How far does your food travel to get to your plate?
It’s a question consumers might not be in the habit of asking themselves as they shop but in the interest of making optimal food choices, they should. The CUESA (Center for Urban Education about Sustainable Agriculture) estimates that the average American meal travels about 1,500 miles from producer to market. The fruits and veggies we are accustomed to thinking of as “fresh” may have been making a very long commute via air, truck or sea in order to reach our tables.
But Why Does This Matter?
This matters for a host of reasons. From an ecological perspective, it is cause for concern. “In the U.S., up to 20 percent of the country’s fossil fuel consumption goes into the food chain,” according to the UN’s Food and Agricultural Organization (FAO). Hefty food mileage fuels climate change, plain and simple. Air freight generates 50 times more carbon dioxide than sea shipping and is the more popular method of transport as it allows food to arrive more quickly. If curbing global warming is the goal then reducing food miles is imperative.

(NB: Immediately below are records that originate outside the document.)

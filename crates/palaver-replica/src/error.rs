//! Replica coordination error types.

use palaver_log::LogError;
use palaver_types::ReplicaName;
use palaver_wire::WireError;
use thiserror::Error;

/// Result type for replica coordination.
pub type ReplicaResult<T> = Result<T, ReplicaError>;

/// Errors from the coordination subsystem. Most per-peer failures are
/// handled in place (the peer is simply treated as dead); the variants
/// here are the ones that abort boot or the replica itself.
#[derive(Debug, Error)]
pub enum ReplicaError {
    /// Binding or accepting on a listener failed.
    #[error("i/o error: {0}")]
    Io(#[from] std::io::Error),

    /// A peer channel produced an unusable record during setup.
    #[error("wire protocol error: {0}")]
    Wire(#[from] WireError),

    /// The durable log failed; fatal to the replica.
    #[error("durable log error: {0}")]
    Log(#[from] LogError),

    /// A peer introduced itself with an unexpected name.
    #[error("dialed {expected} but peer introduced itself as {actual}")]
    PeerMismatch {
        expected: ReplicaName,
        actual: ReplicaName,
    },

    /// An INTERNAL operation referenced a peer without a live channel.
    #[error("no channel to peer {0}")]
    NoChannel(ReplicaName),

    /// The replica was asked to shut down while still booting.
    #[error("shut down during boot")]
    ShutdownDuringBoot,
}
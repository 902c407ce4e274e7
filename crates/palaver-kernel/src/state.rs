//! The replicated state: accounts in insertion order, plus the
//! per-recipient queues of chats not yet pushed over NOTIF.

use std::collections::{HashMap, VecDeque};

use palaver_types::{Account, Chat, UserId};

/// The account-and-message store of one replica.
///
/// Accounts keep their insertion order because `list` pages iterate it.
/// The undelivered queues are part of the replicated state: `send`
/// appends to them and `notif` pops from them on every replica, so a
/// backup that takes over knows exactly which chats still await delivery.
#[derive(Debug, Default, Clone, PartialEq, Eq)]
pub struct ChatState {
    accounts: Vec<Account>,
    undelivered: HashMap<UserId, VecDeque<Chat>>,
}

impl ChatState {
    pub fn new() -> Self {
        Self::default()
    }

    /// Whether an account exists for `user`.
    pub fn contains(&self, user: &UserId) -> bool {
        self.accounts.iter().any(|a| &a.user_id == user)
    }

    pub(crate) fn account(&self, user: &UserId) -> Option<&Account> {
        self.accounts.iter().find(|a| &a.user_id == user)
    }

    pub(crate) fn account_mut(&mut self, user: &UserId) -> Option<&mut Account> {
        self.accounts.iter_mut().find(|a| &a.user_id == user)
    }

    /// Appends a fresh account (caller has checked uniqueness).
    pub(crate) fn insert_account(&mut self, user: UserId) {
        self.undelivered.insert(user.clone(), VecDeque::new());
        self.accounts.push(Account::new(user));
    }

    /// Removes the account and its queue. The log record of past chats
    /// authored by `user` in other accounts is untouched.
    pub(crate) fn remove_account(&mut self, user: &UserId) {
        self.accounts.retain(|a| &a.user_id != user);
        self.undelivered.remove(user);
    }

    /// Accounts in insertion order.
    pub(crate) fn accounts(&self) -> &[Account] {
        &self.accounts
    }

    pub(crate) fn enqueue_undelivered(&mut self, chat: Chat) {
        self.undelivered
            .entry(chat.recipient.clone())
            .or_default()
            .push_back(chat);
    }

    pub(crate) fn dequeue_undelivered(&mut self, user: &UserId) -> Option<Chat> {
        self.undelivered.get_mut(user)?.pop_front()
    }

    /// The chats still awaiting NOTIF delivery to `user`, oldest first.
    /// A replica that becomes primary re-seeds its subscriber channels
    /// from this view.
    pub fn undelivered(&self, user: &UserId) -> impl Iterator<Item = &Chat> {
        self.undelivered.get(user).into_iter().flatten()
    }

    /// Number of live accounts.
    pub fn account_count(&self) -> usize {
        self.accounts.len()
    }
}
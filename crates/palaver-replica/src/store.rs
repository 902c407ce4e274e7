//! The replica's store: kernel state plus the durable log, kept in
//! lockstep behind one lock.
//!
//! The pairing matters: an operation is committed by applying it to the
//! kernel and appending it to the log as one unit, so the on-disk line
//! count (progress) always equals the number of operations the in-memory
//! state has absorbed. Catch-up slice reads take the same lock and
//! therefore see a consistent position.

use std::path::Path;
use std::sync::Mutex;

use tracing::warn;

use palaver_kernel::{ChatState, Effect, KernelError, apply};
use palaver_log::{LogResult, OpLog};
use palaver_types::Progress;
use palaver_wire::Op;

/// Outcome of committing one operation.
#[derive(Debug)]
pub enum CommitOutcome {
    /// Applied and durably appended; effects for the runtime to execute.
    Applied(Vec<Effect>),
    /// Semantic refusal. State and log are untouched.
    Refused(KernelError),
}

struct StoreInner {
    state: ChatState,
    log: OpLog,
}

/// Shared ownership of one replica's state and log.
pub struct Store {
    inner: Mutex<StoreInner>,
}

impl Store {
    /// Opens the log at `path` and rehydrates the kernel state from it.
    ///
    /// Every line on disk was once committed, so a refusal during replay
    /// means the file was tampered with or the code regressed; it is
    /// logged loudly and skipped rather than taken fatal, matching how
    /// the replica treats divergence at runtime.
    pub fn open(path: impl AsRef<Path>) -> LogResult<Store> {
        let (log, replay) = OpLog::open(path)?;
        let mut state = ChatState::new();
        for (idx, op) in replay.iter().enumerate() {
            if let Err(refusal) = apply(&mut state, op) {
                warn!(position = idx, %refusal, "replayed op refused; log diverged");
            }
        }
        Ok(Store {
            inner: Mutex::new(StoreInner { state, log }),
        })
    }

    fn lock(&self) -> std::sync::MutexGuard<'_, StoreInner> {
        self.inner.lock().expect("store mutex poisoned")
    }

    /// Current durable progress.
    pub fn progress(&self) -> Progress {
        self.lock().log.progress()
    }

    /// Applies `op` and, if it succeeds, durably appends it.
    ///
    /// A refusal is a normal outcome; a log error is fatal and the
    /// caller must bring the replica down.
    pub fn commit(&self, op: &Op) -> LogResult<CommitOutcome> {
        let mut inner = self.lock();
        match apply(&mut inner.state, op) {
            Ok(effects) => {
                inner.log.append(op)?;
                Ok(CommitOutcome::Applied(effects))
            }
            Err(refusal) => Ok(CommitOutcome::Refused(refusal)),
        }
    }

    /// Serves a catch-up slice `[lo, hi)` from the durable log.
    pub fn slice(&self, lo: u64, hi: u64) -> LogResult<Vec<Op>> {
        self.lock().log.slice(lo, hi)
    }

    /// Runs a read-only query against the kernel state.
    pub fn with_state<R>(&self, f: impl FnOnce(&ChatState) -> R) -> R {
        f(&self.lock().state)
    }
}

#[cfg(test)]
mod tests {
    use super::*;
    use palaver_types::UserId;
    use tempfile::tempdir;

    fn uid(s: &str) -> UserId {
        UserId::unchecked(s)
    }

    #[test]
    fn commit_keeps_state_and_log_in_lockstep() {
        let dir = tempdir().unwrap();
        let store = Store::open(dir.path().join("A.log")).unwrap();

        let outcome = store.commit(&Op::Create { user: uid("ream") }).unwrap();
        assert!(matches!(outcome, CommitOutcome::Applied(_)));
        assert_eq!(store.progress(), Progress::new(1));

        // Refusal advances nothing.
        let outcome = store.commit(&Op::Create { user: uid("ream") }).unwrap();
        assert!(matches!(
            outcome,
            CommitOutcome::Refused(KernelError::DuplicateUser(_))
        ));
        assert_eq!(store.progress(), Progress::new(1));
        assert!(store.with_state(|s| s.contains(&uid("ream"))));
    }

    #[test]
    fn reopen_restores_state_from_log() {
        let dir = tempdir().unwrap();
        let path = dir.path().join("A.log");
        {
            let store = Store::open(&path).unwrap();
            store.commit(&Op::Create { user: uid("ream") }).unwrap();
            store.commit(&Op::Create { user: uid("mark") }).unwrap();
            store
                .commit(&Op::Send {
                    author: uid("ream"),
                    recipient: uid("mark"),
                    text: "hi".into(),
                })
                .unwrap();
        }

        let store = Store::open(&path).unwrap();
        assert_eq!(store.progress(), Progress::new(3));
        store.with_state(|s| {
            assert!(s.contains(&uid("ream")));
            assert_eq!(s.undelivered(&uid("mark")).count(), 1);
        });
    }

    #[test]
    fn slice_serves_committed_positions() {
        let dir = tempdir().unwrap();
        let store = Store::open(dir.path().join("A.log")).unwrap();
        store.commit(&Op::Create { user: uid("ream") }).unwrap();
        store.commit(&Op::Create { user: uid("mark") }).unwrap();

        let ops = store.slice(1, 2).unwrap();
        assert_eq!(ops, vec![Op::Create { user: uid("mark") }]);
    }
}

In addition to environmental concerns, food miles matter from the perspective of food sovereignty. The U.S. Food Sovereignty Alliance (USFSA) defines food sovereignty as “the right of peoples to healthy and culturally appropriate food produced through ecologically sound and sustainable methods, and their right to define their own food and agriculture systems”. Long distance food transportation can potentially undermine the food sovereignty goal of being fully informed about production method and choices. Food that travels great distance to get to consumers is more likely to be “highly processed in factories using preservatives, irradiation, and other means to keep it stable for transport and sale.” Additionally, genetic modification may be employed to make produce less perishable, a practice many food sovereignty adherents oppose.
The long distance transportation of food matters from the perspective of food safety too. The farther away food is produced, the more hands it comes in contact with, literally. On each stage of its trip to a grocery, a food item could encounter obstacles to arriving as a safe and edible product. As Forbes contributor, Phil Lempert notes: “Most of the lettuces sold in the U.S. are shipped from California. The bagged lettuce you buy in a bodega or supermarket in Manhattan had to travel 3,000 miles, hopefully in a truck that was immaculate and under the proper temperature.” Fluctuations in temperature, conditions or food handling practices could all adversely impact the final product a consumer buys.

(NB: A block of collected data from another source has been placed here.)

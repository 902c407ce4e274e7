//! Wire records: replicated operations, client requests, responses, and
//! the peer-channel frames.
//!
//! Every record is a single line of UTF-8 text with `@@` separating
//! top-level fields and `##` separating entries of a list payload. A chat
//! inside a list payload is inner-encoded as `author@@recipient@@text`;
//! response parsing therefore splits with a field limit so the payload
//! keeps its inner separators.
//!
//! The round-trip law `unmarshal(marshal(x)) == x` holds for every value
//! that marshals successfully, and is property-tested in this crate.

use palaver_types::{Chat, FIELD_SEP, LIST_SEP, Progress, ReplicaName, UserId};

use crate::error::{WireError, WireResult};

/// Checks that a payload field can be embedded in a record without
/// colliding with the framing or the separators.
fn field<'a>(name: &'static str, value: &'a str) -> WireResult<&'a str> {
    for sep in [FIELD_SEP, LIST_SEP, "\n"] {
        if value.contains(sep) {
            return Err(WireError::SeparatorInPayload {
                field: name,
                separator: sep,
            });
        }
    }
    Ok(value)
}

/// Rejects inbound payload fields that smuggle the list separator (the
/// top-level separator cannot appear: the split already consumed it).
fn clean<'a>(name: &'static str, value: &'a str) -> WireResult<&'a str> {
    if value.contains(LIST_SEP) {
        return Err(WireError::malformed(format!(
            "{name} field contains reserved separator {LIST_SEP:?}"
        )));
    }
    Ok(value)
}

fn parse_page(raw: &str) -> WireResult<u64> {
    raw.parse::<u64>()
        .map_err(|_| WireError::malformed(format!("page field is not a number: {raw:?}")))
}

fn parse_success(raw: &str) -> WireResult<bool> {
    match raw {
        "True" => Ok(true),
        "False" => Ok(false),
        other => Err(WireError::malformed(format!(
            "success field must be True or False, got {other:?}"
        ))),
    }
}

fn success_str(success: bool) -> &'static str {
    if success { "True" } else { "False" }
}

// ============================================================================
// Replicated operations
// ============================================================================

/// A replicated operation: the unit that is durably logged on the primary
/// and broadcast to every living backup.
///
/// Queries (`list`, `logs`) and control commands (`fallover`) are
/// deliberately not representable here; they live in [`Request`] and can
/// never reach the durable log.
#[derive(Debug, Clone, PartialEq, Eq)]
pub enum Op {
    /// Create a fresh account.
    Create { user: UserId },
    /// Advisory login; carries no server-side session state.
    Login { user: UserId },
    /// Delete an account and its undelivered queue.
    Delete { user: UserId },
    /// Append a chat to the recipient's log and undelivered queue.
    Send {
        author: UserId,
        recipient: UserId,
        text: String,
    },
    /// Record that one chat was delivered to the user over NOTIF.
    Notif { user: UserId },
}

impl Op {
    /// The id of the user the operation acts for (the author, for a
    /// send), used to address the response envelope.
    pub fn user(&self) -> &UserId {
        match self {
            Op::Create { user } | Op::Login { user } | Op::Delete { user } | Op::Notif { user } => {
                user
            }
            Op::Send { author, .. } => author,
        }
    }

    /// The wire tag of this operation.
    pub fn tag(&self) -> &'static str {
        match self {
            Op::Create { .. } => "create",
            Op::Login { .. } => "login",
            Op::Delete { .. } => "delete",
            Op::Send { .. } => "send",
            Op::Notif { .. } => "notif",
        }
    }

    pub fn marshal(&self) -> WireResult<String> {
        match self {
            Op::Create { user } | Op::Login { user } | Op::Delete { user } | Op::Notif { user } => {
                Ok(format!("{}{FIELD_SEP}{}", field("user_id", user.as_str())?, self.tag()))
            }
            Op::Send {
                author,
                recipient,
                text,
            } => Ok(format!(
                "{}{FIELD_SEP}send{FIELD_SEP}{}{FIELD_SEP}{}",
                field("user_id", author.as_str())?,
                field("recipient_id", recipient.as_str())?,
                field("text", text)?,
            )),
        }
    }

    /// Parses a replicated operation. Fails on query or control tags:
    /// those records must never appear on a peer channel or in the log.
    pub fn unmarshal(line: &str) -> WireResult<Op> {
        match Request::unmarshal(line)? {
            Request::Op(op) => Ok(op),
            other => Err(WireError::malformed(format!(
                "expected a replicable op, got {:?} record",
                other.tag()
            ))),
        }
    }
}

// ============================================================================
// Client requests
// ============================================================================

/// A client-issued request: a replicated operation, a read-only query, or
/// the `fallover` control command used by the failover test tooling.
#[derive(Debug, Clone, PartialEq, Eq)]
pub enum Request {
    /// A state-mutating operation (logged and broadcast when applied on
    /// the primary).
    Op(Op),
    /// Page through accounts whose id contains `wildcard`.
    List {
        user: UserId,
        wildcard: String,
        page: u64,
    },
    /// Page through `user`'s message log, filtered by author substring.
    Logs {
        user: UserId,
        wildcard: String,
        page: u64,
    },
    /// Gracefully crash the receiving replica. Never logged, never
    /// broadcast.
    Fallover { user: UserId },
}

impl Request {
    /// The wire tag of this request.
    pub fn tag(&self) -> &'static str {
        match self {
            Request::Op(op) => op.tag(),
            Request::List { .. } => "list",
            Request::Logs { .. } => "logs",
            Request::Fallover { .. } => "fallover",
        }
    }

    /// The id of the user issuing the request, used to address the
    /// response envelope.
    pub fn user(&self) -> &UserId {
        match self {
            Request::Op(op) => op.user(),
            Request::List { user, .. }
            | Request::Logs { user, .. }
            | Request::Fallover { user } => user,
        }
    }

    pub fn marshal(&self) -> WireResult<String> {
        match self {
            Request::Op(op) => op.marshal(),
            Request::List {
                user,
                wildcard,
                page,
            }
            | Request::Logs {
                user,
                wildcard,
                page,
            } => Ok(format!(
                "{}{FIELD_SEP}{}{FIELD_SEP}{}{FIELD_SEP}{page}",
                field("user_id", user.as_str())?,
                self.tag(),
                field("wildcard", wildcard)?,
            )),
            Request::Fallover { user } => {
                Ok(format!("{}{FIELD_SEP}fallover", field("user_id", user.as_str())?))
            }
        }
    }

    pub fn unmarshal(line: &str) -> WireResult<Request> {
        let parts: Vec<&str> = line.split(FIELD_SEP).collect();
        if parts.len() < 2 {
            return Err(WireError::malformed(format!("missing type field: {line:?}")));
        }
        let user = UserId::unchecked(clean("user_id", parts[0])?);
        let tag = parts[1];
        let expect = |n: usize| -> WireResult<()> {
            if parts.len() == n {
                Ok(())
            } else {
                Err(WireError::malformed(format!(
                    "{tag} record needs {n} fields, got {}",
                    parts.len()
                )))
            }
        };
        match tag {
            "create" => {
                expect(2)?;
                Ok(Request::Op(Op::Create { user }))
            }
            "login" => {
                expect(2)?;
                Ok(Request::Op(Op::Login { user }))
            }
            "delete" => {
                expect(2)?;
                Ok(Request::Op(Op::Delete { user }))
            }
            "notif" => {
                expect(2)?;
                Ok(Request::Op(Op::Notif { user }))
            }
            "send" => {
                expect(4)?;
                Ok(Request::Op(Op::Send {
                    author: user,
                    recipient: UserId::unchecked(clean("recipient_id", parts[2])?),
                    text: clean("text", parts[3])?.to_string(),
                }))
            }
            "list" => {
                expect(4)?;
                Ok(Request::List {
                    user,
                    wildcard: clean("wildcard", parts[2])?.to_string(),
                    page: parse_page(parts[3])?,
                })
            }
            "logs" => {
                expect(4)?;
                Ok(Request::Logs {
                    user,
                    wildcard: clean("wildcard", parts[2])?.to_string(),
                    page: parse_page(parts[3])?,
                })
            }
            "fallover" => {
                expect(2)?;
                Ok(Request::Fallover { user })
            }
            other => Err(WireError::malformed(format!("unknown request tag {other:?}"))),
        }
    }
}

Interesting Tech on the Horizon
However, some of these concerns can be mitigated by innovative technology. Vertical farming offers the possibility of bringing local food to urban areas. These high tech grow houses utilize climate control, artificial lighting and hydroponics to produce food for local consumption year round. While energy costs can be hefty, seasonality is not an issue and produce can be grown without pesticides and potentially a minimal amount of fertilizer. Vertical gardening offers a compelling and unique way to get fresh food to areas where those produce items wouldn’t normally be grown.

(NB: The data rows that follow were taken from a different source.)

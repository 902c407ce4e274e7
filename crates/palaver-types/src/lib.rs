//! # palaver-types: Core types for Palaver
//!
//! This crate contains shared types used across the Palaver system:
//! - Identity types ([`ReplicaName`], [`UserId`])
//! - Chat entities ([`Chat`], [`Account`])
//! - Replication progress ([`Progress`])
//! - Edge validation ([`validate_user_id`], [`validate_text`])
//!
//! The wire separators (`@@` at the top level, `##` for list payloads)
//! leak into validation on purpose: a user id or chat text containing a
//! separator could not survive a marshal/unmarshal round trip, so the
//! client edge rejects them before they reach the cluster.

use std::fmt::{self, Display};

use thiserror::Error;

/// Top-level field separator of the wire format.
pub const FIELD_SEP: &str = "@@";

/// Separator for list payloads inside a single wire field.
pub const LIST_SEP: &str = "##";

/// Reserved by the interactive surface for box drawing; never valid in
/// user-supplied ids or texts.
pub const DISPLAY_SEP: &str = "||";

/// Maximum length of a user id, in bytes.
pub const MAX_USER_ID_BYTES: usize = 8;

/// Maximum length of a chat text, in bytes.
pub const MAX_TEXT_BYTES: usize = 280;

// ============================================================================
// Validation
// ============================================================================

/// Rejection reasons for user-supplied strings.
///
/// Produced only at the client edge; the core trusts what the codec
/// delivers (see the wire crate for the separator checks it does enforce).
#[derive(Debug, Clone, PartialEq, Eq, Error)]
pub enum InvalidInput {
    #[error("user id must not be empty")]
    EmptyUserId,

    #[error("user id exceeds {MAX_USER_ID_BYTES} bytes")]
    UserIdTooLong,

    #[error("user id must not contain commas")]
    CommaInUserId,

    #[error("chat text exceeds {MAX_TEXT_BYTES} bytes")]
    TextTooLong,

    #[error("reserved separator {0:?} is not allowed here")]
    ReservedSeparator(&'static str),
}

fn check_separators(s: &str) -> Result<(), InvalidInput> {
    for sep in [FIELD_SEP, LIST_SEP, DISPLAY_SEP] {
        if s.contains(sep) {
            return Err(InvalidInput::ReservedSeparator(sep));
        }
    }
    Ok(())
}

/// Validates a prospective user id against the client-edge constraints:
/// non-empty, at most [`MAX_USER_ID_BYTES`] bytes, no commas, no wire
/// separators.
pub fn validate_user_id(s: &str) -> Result<(), InvalidInput> {
    if s.is_empty() {
        return Err(InvalidInput::EmptyUserId);
    }
    if s.len() > MAX_USER_ID_BYTES {
        return Err(InvalidInput::UserIdTooLong);
    }
    if s.contains(',') {
        return Err(InvalidInput::CommaInUserId);
    }
    check_separators(s)
}

/// Validates a prospective chat text: at most [`MAX_TEXT_BYTES`] bytes,
/// no wire separators.
pub fn validate_text(s: &str) -> Result<(), InvalidInput> {
    if s.len() > MAX_TEXT_BYTES {
        return Err(InvalidInput::TextTooLong);
    }
    check_separators(s)
}

// ============================================================================
// Identity types
// ============================================================================

/// The stable name of a replica.
///
/// Lexicographic order over names is load-bearing: it decides which side
/// of a replica pair dials and which listens, and it selects the primary
/// among the living set (smallest living name leads).
#[derive(Debug, Clone, PartialEq, Eq, PartialOrd, Ord, Hash)]
pub struct ReplicaName(String);

impl ReplicaName {
    pub fn new(name: impl Into<String>) -> Self {
        Self(name.into())
    }

    pub fn as_str(&self) -> &str {
        &self.0
    }
}

impl Display for ReplicaName {
    fn fmt(&self, f: &mut fmt::Formatter<'_>) -> fmt::Result {
        write!(f, "{}", self.0)
    }
}

impl From<&str> for ReplicaName {
    fn from(value: &str) -> Self {
        Self(value.to_string())
    }
}

/// A chat account identifier.
///
/// Two constructors: [`UserId::parse`] applies the client-edge
/// constraints, [`UserId::unchecked`] wraps a codec-delivered string
/// verbatim. The core operates on unchecked ids (the wire crate already
/// guarantees they are separator-free).
#[derive(Debug, Clone, PartialEq, Eq, PartialOrd, Ord, Hash)]
pub struct UserId(String);

impl UserId {
    /// Parses a user id, enforcing the client-edge constraints.
    pub fn parse(s: impl Into<String>) -> Result<Self, InvalidInput> {
        let s = s.into();
        validate_user_id(&s)?;
        Ok(Self(s))
    }

    /// Wraps an id without validation.
    pub fn unchecked(s: impl Into<String>) -> Self {
        Self(s.into())
    }

    pub fn as_str(&self) -> &str {
        &self.0
    }
}

impl Display for UserId {
    fn fmt(&self, f: &mut fmt::Formatter<'_>) -> fmt::Result {
        write!(f, "{}", self.0)
    }
}

// ============================================================================
// Chat entities
// ============================================================================

/// A single chat message. Append-only: never mutated or deleted after
/// creation.
#[derive(Debug, Clone, PartialEq, Eq)]
pub struct Chat {
    pub author: UserId,
    pub recipient: UserId,
    pub text: String,
}

impl Chat {
    pub fn new(author: UserId, recipient: UserId, text: impl Into<String>) -> Self {
        Self {
            author,
            recipient,
            text: text.into(),
        }
    }
}

impl Display for Chat {
    fn fmt(&self, f: &mut fmt::Formatter<'_>) -> fmt::Result {
        write!(f, "{}: {}", self.author, self.text)
    }
}

/// An account: a user id plus its message log, newest first.
#[derive(Debug, Clone, PartialEq, Eq)]
pub struct Account {
    pub user_id: UserId,
    log: Vec<Chat>,
}

impl Account {
    pub fn new(user_id: UserId) -> Self {
        Self {
            user_id,
            log: Vec::new(),
        }
    }

    /// Records a received chat at the head of the log (newest first).
    pub fn record(&mut self, chat: Chat) {
        self.log.insert(0, chat);
    }

    /// The message log, newest first.
    pub fn log(&self) -> &[Chat] {
        &self.log
    }
}

// ============================================================================
// Replication progress
// ============================================================================

/// Count of durably-logged operations at a replica.
///
/// Monotonic by construction: the only mutator is [`Progress::advance`].
#[derive(Debug, Clone, Copy, PartialEq, Eq, PartialOrd, Ord, Hash, Default)]
pub struct Progress(u64);

impl Progress {
    pub const ZERO: Progress = Progress(0);

    pub fn new(count: u64) -> Self {
        Self(count)
    }

    pub fn as_u64(self) -> u64 {
        self.0
    }

    /// Advances by one durably-logged operation.
    pub fn advance(&mut self) {
        self.0 += 1;
    }
}

impl Display for Progress {
    fn fmt(&self, f: &mut fmt::Formatter<'_>) -> fmt::Result {
        write!(f, "{}", self.0)
    }
}

#[cfg(test)]
mod tests {
    use super::*;
    use test_case::test_case;

    #[test_case("ream" => true; "short id")]
    #[test_case("12345678" => true; "exactly eight bytes")]
    #[test_case("" => false; "empty")]
    #[test_case("123456789" => false; "nine bytes")]
    #[test_case("a,b" => false; "comma")]
    #[test_case("a@@b" => false; "field separator")]
    #[test_case("a##b" => false; "list separator")]
    #[test_case("a||b" => false; "display separator")]
    fn user_id_constraints(s: &str) -> bool {
        validate_user_id(s).is_ok()
    }

    #[test]
    fn text_length_limit() {
        let ok = "x".repeat(MAX_TEXT_BYTES);
        let too_long = "x".repeat(MAX_TEXT_BYTES + 1);
        assert!(validate_text(&ok).is_ok());
        assert_eq!(validate_text(&too_long), Err(InvalidInput::TextTooLong));
    }

    #[test]
    fn text_rejects_separators() {
        assert_eq!(
            validate_text("hi@@there"),
            Err(InvalidInput::ReservedSeparator(FIELD_SEP))
        );
        assert_eq!(
            validate_text("hi##there"),
            Err(InvalidInput::ReservedSeparator(LIST_SEP))
        );
    }

    #[test]
    fn replica_names_order_lexicographically() {
        let a = ReplicaName::from("A");
        let b = ReplicaName::from("B");
        let c = ReplicaName::from("C");
        assert!(a < b && b < c);
    }

    #[test]
    fn account_log_is_newest_first() {
        let mut acct = Account::new(UserId::unchecked("mark"));
        let first = Chat::new(
            UserId::unchecked("ream"),
            UserId::unchecked("mark"),
            "first",
        );
        let second = Chat::new(
            UserId::unchecked("ream"),
            UserId::unchecked("mark"),
            "second",
        );
        acct.record(first.clone());
        acct.record(second.clone());
        assert_eq!(acct.log(), &[second, first]);
    }

    #[test]
    fn progress_advances_monotonically() {
        let mut p = Progress::ZERO;
        p.advance();
        p.advance();
        assert_eq!(p, Progress::new(2));
        assert!(Progress::new(3) > p);
    }
}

Could Blockchain be Our Answer?
For food that still needs to travel, blockchain technology offers a means to maintain greater food safety. Though blockchain technology is most often with the decentralized worldwide payment system Bitcoin, the same technology could help keep track of goods as they move between handlers and facilities. IBM is currently experimenting with an initiative that would use this technology to reduce foodborne pathogens. The so named IBM Food Trust aims to provide food traceability. Using a blockchain network, providers would be able to access a wealth of data about the food being transported. As noted in Forbes, “IBM Food Trust food safety solution…consists of digital information including farm details, batch numbers, factory and processing data, expiration dates, storage temperatures and shipping detail which are digitally connected to food items and the information is entered into the blockchain along every step of the process.”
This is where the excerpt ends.